Il lui semblait y retrouver quelque chose de familier. Il interrogea ses souvenirs. Il n'avait jamais vu ce paysage; mais, comme sa mémoire était très précise, il se rappela tout à coup les cartes postales et les photographies que Landry avait rapportées de Bretagne, et en particulier celles du manoir, détaillées à grand renfort d'explications.

--Il paraît, monsieur, que c'est un vieux château breton, dit le marchand qui connaissait Séverin. Hier, deux dames ont reconnu le site. C'est d'un peintre estimé, qui vient de mourir, m'a-t-on dit, Hervé Lebreton.

--Hervé Lebreton, mort? Un de mes amis, qui revient de Venise, l'y a vu la semaine dernière, vieilli, d'ailleurs, et plus paresseux que jamais. Ceci doit être une oeuvre de jeunesse, et ne vaut pas dix louis.

Il s'éloignait, le marchand le rappela.

--Hier, une dame m'en aurait volontiers donné deux cents francs, M. de Salles, une cheune et cholie provinciale qui pleurait presque devant cette vieille maison.... Allons, puisque vous êtes connaisseur, je vous laisserai la toile pour deux cent cinquante francs.

La pensée que la jeune et jolie dame que ce petit tableau avait émue pouvait être Léna elle-même, traversa l'esprit de Séverin.

--Comment cette dame était-elle habillée? demanda-t-il.

--A la mode de l'an dernier, ou de la province.... En gris... Elle dit «Oh! c'est... (un nom difficile, monsieur), et soupesa son porte-monnaie.

Séverin mit la main dans sa poche.

--Je ne reviens jamais sur ce que j'ai dit. Voulez-vous dix louis?
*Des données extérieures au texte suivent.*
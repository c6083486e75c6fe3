//! Types for mixer output.

/// A rendered song.
#[derive(Debug, Clone, PartialEq)]
pub struct SongRender {
    /// Mono 16-bit samples.
    pub samples: Vec<i16>,
    /// Sample rate of `samples`.
    pub sample_rate: u32,
    /// Number of voices mixed.
    pub voices: usize,
    /// Samples altered by clipping.
    pub clipped_samples: usize,
}

impl SongRender {
    /// Duration in seconds.
    pub fn duration(&self) -> f64 {
        self.samples.len() as f64 / self.sample_rate as f64
    }

    /// Largest absolute sample value.
    pub fn peak(&self) -> i16 {
        self.samples
            .iter()
            .map(|s| s.saturating_abs())
            .max()
            .unwrap_or(0)
    }
}
//! Encoded WAV output.

use std::fs;
use std::path::Path;

use tracing::debug;

use super::format::WavFormat;
use super::writer::{encode_wav, samples_to_pcm16};
use crate::error::SynthResult;
use crate::mixer::SongRender;

/// An encoded mono WAV file.
#[derive(Debug, Clone, PartialEq, Eq)]
pub struct WavResult {
    /// Complete WAV file bytes.
    pub wav_data: Vec<u8>,
    /// BLAKE3 hash of the PCM payload only.
    pub pcm_hash: String,
    /// Sample rate in Hz.
    pub sample_rate: u32,
    /// Number of samples.
    pub num_samples: usize,
}

impl WavResult {
    /// Encodes mono 16-bit samples.
    pub fn from_samples(samples: &[i16], sample_rate: u32) -> Self {
        let pcm = samples_to_pcm16(samples);
        let pcm_hash = blake3::hash(&pcm).to_hex().to_string();
        let wav_data = encode_wav(&WavFormat::mono(sample_rate), &pcm);

        Self {
            wav_data,
            pcm_hash,
            sample_rate,
            num_samples: samples.len(),
        }
    }

    /// Encodes a rendered song.
    pub fn from_render(render: &SongRender) -> Self {
        Self::from_samples(&render.samples, render.sample_rate)
    }

    /// Duration in seconds.
    pub fn duration_seconds(&self) -> f64 {
        self.num_samples as f64 / self.sample_rate as f64
    }

    /// Writes the file to `path`.
    pub fn save(&self, path: impl AsRef<Path>) -> SynthResult<()> {
        let path = path.as_ref();
        fs::write(path, &self.wav_data)?;
        debug!(path = %path.display(), bytes = self.wav_data.len(), "wrote wav");
        Ok(())
    }
}
//! Tracing subscriber setup.

use tracing_subscriber::EnvFilter;

/// Installs the global fmt subscriber.
///
/// `RUST_LOG` wins when set; otherwise the level is `debug` with `verbose`
/// and `info` without.
pub fn init(verbose: bool) {
    let default_level = if verbose { "debug" } else { "info" };
    tracing_subscriber::fmt()
        .with_env_filter(
            EnvFilter::try_from_default_env().unwrap_or_else(|_| EnvFilter::new(default_level)),
        )
        .with_writer(std::io::stderr)
        .init();
}
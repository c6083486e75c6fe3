//! Pure waveform generators.
//!
//! Every oscillator is a stateless function of absolute time and frequency,
//! `(t, f) -> sample`, so a time-varying frequency (pitch envelope) is applied
//! by evaluating with `f(t)` directly rather than by integrating phase.
//!
//! Triangle and sawtooth are not zero-centered: triangle spans `[0, 1]` and
//! sawtooth spans `[0, 1)`. Renders depend on these exact shapes.

use std::f64::consts::TAU;

use serde::{Deserialize, Serialize};

/// Waveform shape.
#[derive(Debug, Clone, Copy, PartialEq, Default, Serialize, Deserialize)]
#[serde(rename_all = "snake_case")]
pub enum Waveform {
    /// `sin(2π·f·t)`.
    #[default]
    Sine,
    /// `(-1)^floor(f·t)`.
    Square,
    /// `2·|f·t − floor(f·t + 0.5)|`.
    Triangle,
    /// `(f·t) mod 1`.
    Sawtooth,
    /// `2·(((f·t/2) mod 1) < width) − 1`.
    Pulse {
        /// Fraction of the (doubled) period spent high.
        width: f64,
    },
}

impl Waveform {
    /// Evaluates the waveform at time `t` for frequency `frequency`.
    #[inline]
    pub fn sample(&self, t: f64, frequency: f64) -> f64 {
        let x = t * frequency;
        match self {
            Waveform::Sine => (TAU * x).sin(),
            Waveform::Square => {
                if (x.floor() as i64).rem_euclid(2) == 0 {
                    1.0
                } else {
                    -1.0
                }
            }
            Waveform::Triangle => 2.0 * (x - (x + 0.5).floor()).abs(),
            Waveform::Sawtooth => x.rem_euclid(1.0),
            Waveform::Pulse { width } => {
                if (x / 2.0).rem_euclid(1.0) < *width {
                    1.0
                } else {
                    -1.0
                }
            }
        }
    }

    /// Evaluates the waveform at a fixed frequency over a time axis.
    pub fn render(&self, time: &[f64], frequency: f64) -> Vec<f64> {
        time.iter().map(|&t| self.sample(t, frequency)).collect()
    }

    /// Evaluates the waveform with a per-sample frequency.
    ///
    /// `frequencies` must have the same length as `time`.
    pub fn render_modulated(&self, time: &[f64], frequencies: &[f64]) -> Vec<f64> {
        debug_assert_eq!(time.len(), frequencies.len());
        time.iter()
            .zip(frequencies)
            .map(|(&t, &f)| self.sample(t, f))
            .collect()
    }
}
--Douze, monsieur.... Onze!... Non? Prenez-le pour deux cents francs! s'écria le Juif, voyant l'amateur s'en aller d'un pas décidé.

Et tout en enveloppant la petite toile, il répéta que c'était «une pien ponne affaire.»

Séverin regarda sa montre: le train de banlieue partait aux heures. Son tableau sous le bras, il pressa le pas, et arriva à la gare juste au moment où les derniers voyageurs se précipitaient au guichet.